Contribution of late sodium current (INa-L) to rate adaptation of ventricular repolarization and reverse use-dependence of QT-prolonging agents

Abstract

Abnormal rate adaptation of ventricular repolarization is arrhythmogenic. There is controversy on the underlying ionic mechanisms for rate-dependent change in repolarization. The purpose of this study was to examine the role of the late sodium current (I(Na-L)) in normal rate-dependence of ventricular repolarization and reverse use-dependence of QT-prolonging agents. The effects of I(Na-L) blockade, I(Na-L) enhancement, I(Kr) blockade, and changes in extracellular potassium concentration ([K(+)](o)) on rate adaptation of the QT interval and action potential duration (APD) were examined in isolated rabbit ventricular wedges and single myocytes. Rate dependence of I(Na-L), delayed rectifier potassium current (I(K)), and L-type calcium current (I(Ca)) was determined using a whole-cell, voltage clamp technique. At control, APD exhibited rate-dependent changes in the multicellular preparations as well as in the isolated single ventricular myocytes when [K(+)](o) remained constant. The rate dependence of APD was significantly enhanced by reduction of [K(+)](o) from 4 to 1 mM or by I(Na-L) enhancement but was markedly blunted by the selective sodium channel blocker tetrodotoxin. The I(Kr) blocker dofetilide (3 nM) amplified the QT to basic cycle length slope (71.2 ± 13.1 ms/s vs 35.1 ± 8.8 ms/s in control, n = 4, P <.05).
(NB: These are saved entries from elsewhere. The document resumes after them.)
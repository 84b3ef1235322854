//! Completion-ordered buffer of task results.
//!
//! Workers append under the store's own mutex; consumers drain one report or
//! everything at once, parking on a `Condvar` while the buffer is empty.

use std::collections::VecDeque;
use std::time::{Duration, Instant};

use parking_lot::{Condvar, Mutex};
use tracing::trace;

/// Ordered buffer of completed results, shared between workers and consumers.
#[derive(Debug)]
pub struct ResultStore<T> {
    items: Mutex<VecDeque<T>>,
    ready: Condvar,
}

impl<T> Default for ResultStore<T> {
    fn default() -> Self {
        Self::new()
    }
}

impl<T> ResultStore<T> {
    /// Create an empty store.
    #[must_use]
    pub const fn new() -> Self {
        Self {
            items: Mutex::new(VecDeque::new()),
            ready: Condvar::new(),
        }
    }

    /// Append a result at the tail and wake waiting consumers.
    pub fn append(&self, item: T) {
        let mut items = self.items.lock();
        items.push_back(item);
        trace!(buffered = items.len(), "result appended");
        drop(items);
        self.ready.notify_all();
    }

    /// Remove and return the oldest result, blocking while the store is empty.
    #[must_use]
    pub fn take_one(&self) -> T {
        let mut items = self.items.lock();
        loop {
            if let Some(item) = items.pop_front() {
                return item;
            }
            self.ready.wait(&mut items);
        }
    }

    /// Remove and return the oldest result if there is one.
    #[must_use]
    pub fn try_take_one(&self) -> Option<T> {
        self.items.lock().pop_front()
    }

    /// Like [`take_one`](Self::take_one) but gives up after `timeout`.
    #[must_use]
    pub fn take_one_timeout(&self, timeout: Duration) -> Option<T> {
        let deadline = Instant::now() + timeout;
        let mut items = self.items.lock();
        loop {
            if let Some(item) = items.pop_front() {
                return Some(item);
            }
            if self.ready.wait_until(&mut items, deadline).timed_out() {
                return items.pop_front();
            }
        }
    }

    /// Drain every buffered result, blocking while the store is empty.
    #[must_use]
    pub fn take_all(&self) -> Vec<T> {
        let mut items = self.items.lock();
        while items.is_empty() {
            self.ready.wait(&mut items);
        }
        items.drain(..).collect()
    }

    /// Like [`take_all`](Self::take_all) but returns an empty vector after
    /// `timeout` if nothing arrived.
    #[must_use]
    pub fn take_all_timeout(&self, timeout: Duration) -> Vec<T> {
        let deadline = Instant::now() + timeout;
        let mut items = self.items.lock();
        while items.is_empty() {
            if self.ready.wait_until(&mut items, deadline).timed_out() {
                break;
            }
        }
        items.drain(..).collect()
    }

    /// Drain whatever is buffered without waiting.
    #[must_use]
    pub fn drain(&self) -> Vec<T> {
        self.items.lock().drain(..).collect()
    }

    /// Number of buffered results.
    #[must_use]
    pub fn len(&self) -> usize {
        self.items.lock().len()
    }

    /// Whether the store is empty.
    #[must_use]
    pub fn is_empty(&self) -> bool {
        self.items.lock().is_empty()
    }
}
This reverse use-dependence was abolished by tetrodotoxin at 5 μM (11.4 ± 4.3 ms/s, n = 4, P <.01). There were no significant differences in I(Ca) or I(K) over the range of basic cycle lengths from 2,000 to 500 ms. However, I(Na-L) exhibited a significant rate-dependent reduction. I(Na-L) is sensitive to rate change due to its slow inactivation and recovery kinetics and plays a central role in the rate dependence of APD/QT and in the reverse use-dependence of select APD/QT-prolonging agents.